Let us pick up the thread of aeronautical engineering history from Chap. 1. After Orville and Wilbur Wright's dramatic public demonstrations in the United States and Europe in 1908, there was a virtual explosion in aviation developments. In turn, this rapid progress had to be fed by new technical research in aerodynamics, propulsion, structures, and flight control. It is important to realize that then, as well as today, aeronautical research was sometimes expensive, always demanding in terms of intellectual talent, and usually in need of large testing facilities. Such research in many cases either was beyond the financial resources of, or seemed too out of the ordinary for, private industry. Thus, the fundamental research so necessary to fertilize and pace the development of aeronautics in the 20th century had to be established and nurtured by national governments. It is interesting to note that George Cayley himself (see Chap. 1) as long ago as 1817 called for "public subscription" to underwrite the expense of the development of airships. Responding about 80 years later, the British government set up a school for ballooning and military kite flying at Farnborough, England. By 1910, the Royal Aircraft Factory was in operation at Farnborough with the noted Geoffrey de Havilland as its first airplane designer and test pilot. This was the first major government aeronautical facility in history. This operation was soon to evolve into the Royal Aircraft Establishment (RAE), which today is still conducting viable aeronautical research for the British government.

In the United States, aircraft development as well as aeronautical researchlanguished after 1910. During the next decade, the United States embarrassingly fell far behind Europe in aeronautical progress. This set the stage for the U.S. government to establish a formal mechanism for pulling itself out of its aeronautical "dark ages." On March 3, 1915, by an act of Congress, the National Advisory Committee for Aeronautics (NACA) was created, with an initial appropriation of $5000 per year for 5 years. This was at first a true committee, consisting of 12 distinguished members who were knowledgeable about aeronautics. Among the charter members in 1915 were Professor Joseph S. Ames of Johns Hopkins University (later to become president of Johns Hopkins) and Professor William F. Durand of Stanford University, both of whom were to make major impressions on aeronautical research in the first half century of powered flight. This advisory committee, NACA, was originally to meet annually in Washington, District of Columbia, on "the Thursday after the third Monday of October of each year," with any special meetings to be called by the chair. Its purpose was to advise the government on aeronautical research and development and to bring some cohesion to such activities in the United States.

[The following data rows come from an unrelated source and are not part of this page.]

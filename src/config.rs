//! YAML configuration for the groupmatch service.
//!
//! Every stage reads its section from one file. Sections and fields may be
//! omitted; anything missing falls back to its default.
//!
//! ## Example YAML Configuration
//!
//! ```yaml
//! version: "1.0"
//! name: "study-partners"
//!
//! ingest:
//!   max_difficulty: 3
//!   max_desired_size: 4
//!   queue_capacity: 100
//!   submit_timeout_ms: 250
//!
//! matcher:
//!   weights:
//!     size: 2
//!     difficulty: 3
//!     topics: 1
//!   match_threshold: 4.0
//!   compromise_factor: 2.0
//!   max_group_size: 4
//!
//! scheduler:
//!   timeout_threshold: 12
//!   tick_interval_ms: 15000
//!   max_drain_per_tick: 100
//!   release_full_groups: true
//!
//! logging:
//!   level: "info"
//!   json: true
//! ```
use std::fs;
use std::path::Path;
use std::time::Duration;

use ingest::{ConfigError, IngestConfig};
use matcher::{MatchConfig, MatchError};
use serde::{Deserialize, Serialize};
use thiserror::Error;

/// Errors that can occur when loading or validating configuration.
#[derive(Debug, Error)]
#[non_exhaustive]
pub enum ConfigLoadError {
    #[error("failed to read config file: {0}")]
    FileRead(#[from] std::io::Error),

    #[error("failed to parse YAML: {0}")]
    YamlParse(#[from] serde_yaml::Error),

    #[error("validation error: {0}")]
    Validation(String),

    #[error("unsupported config version: {0}")]
    UnsupportedVersion(String),
}

impl From<ConfigError> for ConfigLoadError {
    fn from(err: ConfigError) -> Self {
        ConfigLoadError::Validation(format!("ingest: {err}"))
    }
}

impl From<MatchError> for ConfigLoadError {
    fn from(err: MatchError) -> Self {
        ConfigLoadError::Validation(format!("matcher: {err}"))
    }
}

/// Top-level configuration for the whole service.
#[derive(Debug, Clone, PartialEq, Serialize, Deserialize)]
#[serde(default)]
pub struct GroupMatchConfig {
    /// Configuration format version. Only `"1.0"` (or `"1"`) is understood.
    pub version: String,

    /// Optional free-form deployment name, echoed in the startup log.
    pub name: Option<String>,

    pub ingest: IngestConfig,
    pub matcher: MatchConfig,
    pub scheduler: SchedulerConfig,
    pub logging: LoggingConfig,
}

impl Default for GroupMatchConfig {
    fn default() -> Self {
        Self {
            version: "1.0".to_string(),
            name: None,
            ingest: IngestConfig::default(),
            matcher: MatchConfig::default(),
            scheduler: SchedulerConfig::default(),
            logging: LoggingConfig::default(),
        }
    }
}

impl GroupMatchConfig {
    /// Load and validate a YAML configuration file.
    pub fn from_file<P: AsRef<Path>>(path: P) -> Result<Self, ConfigLoadError> {
        let content = fs::read_to_string(path)?;
        Self::from_yaml(&content)
    }

    /// Parse and validate YAML configuration from a string.
    pub fn from_yaml(yaml: &str) -> Result<Self, ConfigLoadError> {
        let config: GroupMatchConfig = serde_yaml::from_str(yaml)?;
        config.validate()?;
        Ok(config)
    }

    /// Validate every section. A failure here must keep the scheduler from
    /// starting.
    pub fn validate(&self) -> Result<(), ConfigLoadError> {
        match self.version.as_str() {
            "1.0" | "1" => {}
            v => return Err(ConfigLoadError::UnsupportedVersion(v.to_string())),
        }

        self.ingest.validate()?;
        self.matcher.validate()?;
        self.scheduler.validate()?;
        self.logging.validate()?;

        if self.ingest.max_desired_size as usize > self.matcher.max_group_size {
            return Err(ConfigLoadError::Validation(format!(
                "ingest.max_desired_size ({}) exceeds matcher.max_group_size ({})",
                self.ingest.max_desired_size, self.matcher.max_group_size
            )));
        }
        Ok(())
    }
}

/// Aging and cadence of the cycle driver.
#[derive(Debug, Clone, PartialEq, Eq, Serialize, Deserialize)]
#[serde(default)]
pub struct SchedulerConfig {
    /// Age, in cycles, at which a group is forced out of the pool.
    pub timeout_threshold: u32,
    /// Target spacing between tick starts.
    pub tick_interval_ms: u64,
    /// Upper bound on profiles admitted per tick; the rest wait for the
    /// next tick.
    pub max_drain_per_tick: usize,
    /// Let groups that reach `max_group_size` exit without waiting for the
    /// timeout.
    pub release_full_groups: bool,
}

impl Default for SchedulerConfig {
    fn default() -> Self {
        Self {
            timeout_threshold: 12,
            tick_interval_ms: 15_000,
            max_drain_per_tick: 100,
            release_full_groups: true,
        }
    }
}

impl SchedulerConfig {
    pub fn validate(&self) -> Result<(), ConfigLoadError> {
        if self.timeout_threshold == 0 {
            return Err(ConfigLoadError::Validation(
                "scheduler.timeout_threshold must be greater than zero".into(),
            ));
        }
        if self.tick_interval_ms == 0 {
            return Err(ConfigLoadError::Validation(
                "scheduler.tick_interval_ms must be greater than zero".into(),
            ));
        }
        if self.max_drain_per_tick == 0 {
            return Err(ConfigLoadError::Validation(
                "scheduler.max_drain_per_tick must be greater than zero".into(),
            ));
        }
        Ok(())
    }

    pub fn tick_interval(&self) -> Duration {
        Duration::from_millis(self.tick_interval_ms)
    }
}

/// Subscriber settings for the binary.
#[derive(Debug, Clone, PartialEq, Eq, Serialize, Deserialize)]
#[serde(default)]
pub struct LoggingConfig {
    /// `EnvFilter` directive, e.g. `info` or `groupmatch=debug,matcher=trace`.
    /// `RUST_LOG` wins when set.
    pub level: String,
    /// Emit JSON lines instead of human-readable output.
    pub json: bool,
}

impl Default for LoggingConfig {
    fn default() -> Self {
        Self {
            level: "info".to_string(),
            json: true,
        }
    }
}

impl LoggingConfig {
    fn validate(&self) -> Result<(), ConfigLoadError> {
        if self.level.trim().is_empty() {
            return Err(ConfigLoadError::Validation(
                "logging.level must not be empty".into(),
            ));
        }
        Ok(())
    }
}

#[cfg(test)]
mod tests {
    use super::*;

    #[test]
    fn defaults_are_valid() {
        let cfg = GroupMatchConfig::default();
        assert!(cfg.validate().is_ok());
        assert_eq!(cfg.scheduler.tick_interval(), Duration::from_secs(15));
    }

    #[test]
    fn partial_yaml_fills_defaults() {
        let cfg = GroupMatchConfig::from_yaml(
            r#"
version: "1.0"
matcher:
  match_threshold: 6.5
  weights:
    size: 6
    difficulty: 4
    topics: 1
scheduler:
  timeout_threshold: 8
"#,
        )
        .expect("valid yaml");

        assert_eq!(cfg.matcher.match_threshold, 6.5);
        assert_eq!(cfg.matcher.weights.get("size"), Some(6.0));
        assert_eq!(cfg.matcher.compromise_factor, 2.0);
        assert_eq!(cfg.scheduler.timeout_threshold, 8);
        assert_eq!(cfg.scheduler.tick_interval_ms, 15_000);
        assert_eq!(cfg.ingest.queue_capacity, 100);
        assert!(cfg.logging.json);
    }

    #[test]
    fn unsupported_version_rejected() {
        let err = GroupMatchConfig::from_yaml("version: \"2.0\"\n").unwrap_err();
        assert!(matches!(err, ConfigLoadError::UnsupportedVersion(v) if v == "2.0"));
    }

    #[test]
    fn missing_weight_rejected() {
        let err = GroupMatchConfig::from_yaml(
            r#"
matcher:
  weights:
    size: 2
    topics: 1
"#,
        )
        .unwrap_err();
        assert!(matches!(err, ConfigLoadError::Validation(msg) if msg.contains("difficulty")));
    }

    #[test]
    fn zero_cadence_rejected() {
        let mut cfg = GroupMatchConfig::default();
        cfg.scheduler.timeout_threshold = 0;
        assert!(cfg.validate().is_err());

        let mut cfg = GroupMatchConfig::default();
        cfg.scheduler.tick_interval_ms = 0;
        assert!(cfg.validate().is_err());

        let mut cfg = GroupMatchConfig::default();
        cfg.ingest.queue_capacity = 0;
        assert!(matches!(
            cfg.validate(),
            Err(ConfigLoadError::Validation(msg)) if msg.starts_with("ingest")
        ));
    }

    #[test]
    fn desired_size_cannot_exceed_group_cap() {
        let mut cfg = GroupMatchConfig::default();
        cfg.matcher.max_group_size = 3;
        assert!(cfg.validate().is_err());
    }

    #[test]
    fn malformed_yaml_is_a_parse_error() {
        let err = GroupMatchConfig::from_yaml("matcher: [unclosed").unwrap_err();
        assert!(matches!(err, ConfigLoadError::YamlParse(_)));
    }
}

The committee immediately noted that a single advisory group of 12 members was not sufficient to breathe life into U.S. aeronautics. Their insight is apparent in the letter of submittal for the first annual report of NACA in 1915, which contained the following passage:

There are many practical problems in aeronautics now in too indefinite a form to enable their solution to be undertaken. The committee is of the opinion that one of the first and most important steps to be taken in connection with the committee's work is the provision and equipment of a flying field together with aeroplanes and suitable testing gear for determining the forces acting on full-sized machines in constrained and in free flight, and to this end the estimates submitted contemplate the development of such a technical and operating staff, with the proper equipment for the conduct of full-sized experiments.

It is evident that there will ultimately be required a well-equipped laboratory specially suited to the solving of those problems which are sure to develop, but since the equipment of such a laboratory as could be laid down at this time might well prove unsuited to the needs of the early future, it is believed that such provision should be the result of gradual development.

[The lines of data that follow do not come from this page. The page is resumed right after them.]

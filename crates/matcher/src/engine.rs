use std::sync::Arc;
use std::time::Instant;

use tracing::{debug, trace};

use crate::group::Group;
use crate::metrics::metrics_recorder;
use crate::penalty::{Penalty, SizeFeasibility};
use crate::score::{compatibility, INCOMPATIBLE_SCORE};
use crate::types::{CycleReport, MatchConfig, MatchError};


/// Forgiveness multiplier for a group of the given age.
///
/// `min(1, 1 / log2(age / compromise_factor + 1))`, and `1` whenever the
/// logarithm is not positive. Non-increasing in `age` once it passes
/// `compromise_factor`, so older groups get more lenient scores.
pub fn compromise_coefficient(age: u32, compromise_factor: f64) -> f64 {
    let log = (f64::from(age) / compromise_factor + 1.0).log2();
    if !log.is_finite() || log <= 0.0 {
        1.0
    } else {
        (1.0 / log).min(1.0)
    }
}

/// Runs the two-phase match cycle over a pool of forming groups.
///
/// The engine is stateless between cycles: the caller owns the pool and
/// hands it in on every call. Penalties are applied in registration order;
/// [`SizeFeasibility`] is always registered first.
#[derive(Clone)]
pub struct MatchEngine {
    config: MatchConfig,
    penalties: Vec<Arc<dyn Penalty>>,
}

impl std::fmt::Debug for MatchEngine {
    fn fmt(&self, f: &mut std::fmt::Formatter<'_>) -> std::fmt::Result {
        f.debug_struct("MatchEngine")
            .field("config", &self.config)
            .field("penalties", &self.penalties.len())
            .finish()
    }
}

impl MatchEngine {
    /// Validate `config` and build an engine with the size feasibility
    /// penalty installed.
    pub fn new(config: MatchConfig) -> Result<Self, MatchError> {
        config.validate()?;
        let size = SizeFeasibility {
            max_group_size: config.max_group_size,
        };
        Ok(Self {
            config,
            penalties: vec![Arc::new(size)],
        })
    }

    /// Register an additional penalty.
    pub fn with_penalty<P>(mut self, penalty: P) -> Self
    where
        P: Penalty + 'static,
    {
        self.penalties.push(Arc::new(penalty));
        self
    }

    pub fn config(&self) -> &MatchConfig {
        &self.config
    }

    /// Base compatibility of two groups with every penalty applied.
    ///
    /// Returns [`INCOMPATIBLE_SCORE`] when the base score is the sentinel or
    /// when any penalty factor is non-finite or reaches the sentinel.
    pub fn pair_score(&self, a: &Group, b: &Group) -> f64 {
        let weights = &self.config.weights;
        let base = compatibility(a.attributes(), b.attributes(), weights);
        if base >= INCOMPATIBLE_SCORE {
            return INCOMPATIBLE_SCORE;
        }

        let mut score = base;
        for penalty in &self.penalties {
            let factor = penalty.factor(a, b, weights);
            if !factor.is_finite() || factor >= INCOMPATIBLE_SCORE {
                return INCOMPATIBLE_SCORE;
            }
            score *= factor;
        }
        score.max(0.0)
    }

    pub fn compromise_coefficient(&self, age: u32) -> f64 {
        compromise_coefficient(age, self.config.compromise_factor)
    }

    fn accepts(&self, score: f64) -> bool {
        score < INCOMPATIBLE_SCORE && score <= self.config.match_threshold
    }

    /// Fold `arrivals` into `pool`.
    ///
    /// Phase 1 walks the pool in order; each group absorbs, in arrival
    /// order, every pending arrival it accepts until it is full. Groups left
    /// with a single member are set aside, and arrivals nobody took join the
    /// pool as singletons.
    ///
    /// Phase 2 retries each set-aside group against the pool with its score
    /// scaled by [`compromise_coefficient`]. The first accepting partner
    /// absorbs it; otherwise it rejoins the pool and becomes a candidate for
    /// the groups retried after it.
    ///
    /// Ages are not advanced here.
    pub fn run_cycle(&self, arrivals: Vec<Group>, pool: &mut Vec<Group>) -> CycleReport {
        let started = Instant::now();
        let max = self.config.max_group_size;
        let mut report = CycleReport {
            arrivals: arrivals.len(),
            ..CycleReport::default()
        };

        let mut pending = arrivals;
        let mut settled: Vec<Group> = Vec::with_capacity(pool.len() + pending.len());
        let mut lonely: Vec<Group> = Vec::new();

        for mut group in pool.drain(..) {
            let mut idx = 0;
            while idx < pending.len() && group.len() < max {
                let score = self.pair_score(&group, &pending[idx]);
                if self.accepts(score) {
                    let arrival = pending.remove(idx);
                    trace!(
                        member = ?arrival.members(),
                        into = ?group.members(),
                        score,
                        "arrival_absorbed"
                    );
                    group.merge(arrival);
                    report.absorbed += 1;
                } else {
                    idx += 1;
                }
            }

            if group.len() == 1 {
                lonely.push(group);
            } else {
                settled.push(group);
            }
        }

        report.created = pending.len();
        settled.extend(pending);

        report.retried = lonely.len();
        for group in lonely {
            let coefficient = self.compromise_coefficient(group.age());
            let partner = settled.iter().position(|candidate| {
                let score = self.pair_score(candidate, &group);
                score < INCOMPATIBLE_SCORE && self.accepts(score * coefficient)
            });

            match partner {
                Some(idx) => {
                    trace!(
                        member = ?group.members(),
                        into = ?settled[idx].members(),
                        age = group.age(),
                        coefficient,
                        "lonely_forgiven"
                    );
                    settled[idx].merge(group);
                    report.forgiven += 1;
                }
                None => settled.push(group),
            }
        }

        *pool = settled;
        report.pool_size = pool.len();

        let elapsed = started.elapsed();
        debug!(
            arrivals = report.arrivals,
            absorbed = report.absorbed,
            created = report.created,
            retried = report.retried,
            forgiven = report.forgiven,
            pool_size = report.pool_size,
            elapsed_micros = elapsed.as_micros() as u64,
            "cycle_complete"
        );
        if let Some(metrics) = metrics_recorder() {
            metrics.record_cycle(elapsed, &report);
        }

        report
    }
}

So the first action of this advisory committee was to call for major government facilities for aeronautical research and development. The clouds of war in EuropeWorld War I had started a year earlier-made their recommendations even more imperative. In 1917, when the United States entered the conflict, actions followed the committee's words. We find the following entry in the third annual NACA report: "To carry on the highly scientific and special investigations contemplated in the act establishing the committee, and which have, since the outbreak of the war, assumed greater importance, and for which facilities do not already exist, or exist in only a limited degree, the committee has contracted for a research laboratory to be erected on the Signal Corps Experimental Station, Langley Field, Hampton, Virginia." The report goes on to describe a single, two-story laboratory building with physical, chemical, and structural testing laboratories. The building contract was for $80,900; actual construction began in 1917. Two wind tunnels and an engine test stand were contemplated "in the near future." The selection of a site 4 mi north of Hampton, Virginia, was based on general health conditions and the problems of accessibility to Washington and the larger industrial centers of the east, protection from naval attack, climatic conditions, and cost of the site.

Thus, the Langley Memorial Aeronautical Research Laboratory was born. It was to remain the only NACA laboratory and the only major U.S. aeronautical laboratory of any type for the next 20 years. Named after Samuel Pierpont Langley (see Sec. 1.7), it pioneered in wind tunnel and flight research. Of particular note is the airfoil and wing research performed at Langley during the 1920s and 1930s. We return to the subject of airfoils in Chap. 5, at which time the reader should note that the airfoil data included in App. D were obtained at Langley. With the work which poured out of the Langley laboratory, the United States took the lead in aeronautical development. High on the list of accomplishments, along with the systematic testing of airfoils, was the development of the NACA engine cowl (see Sec. 6.19), an aerodynamic fairing built around radial piston engines which dramatically reduced the aerodynamic drag of such engines.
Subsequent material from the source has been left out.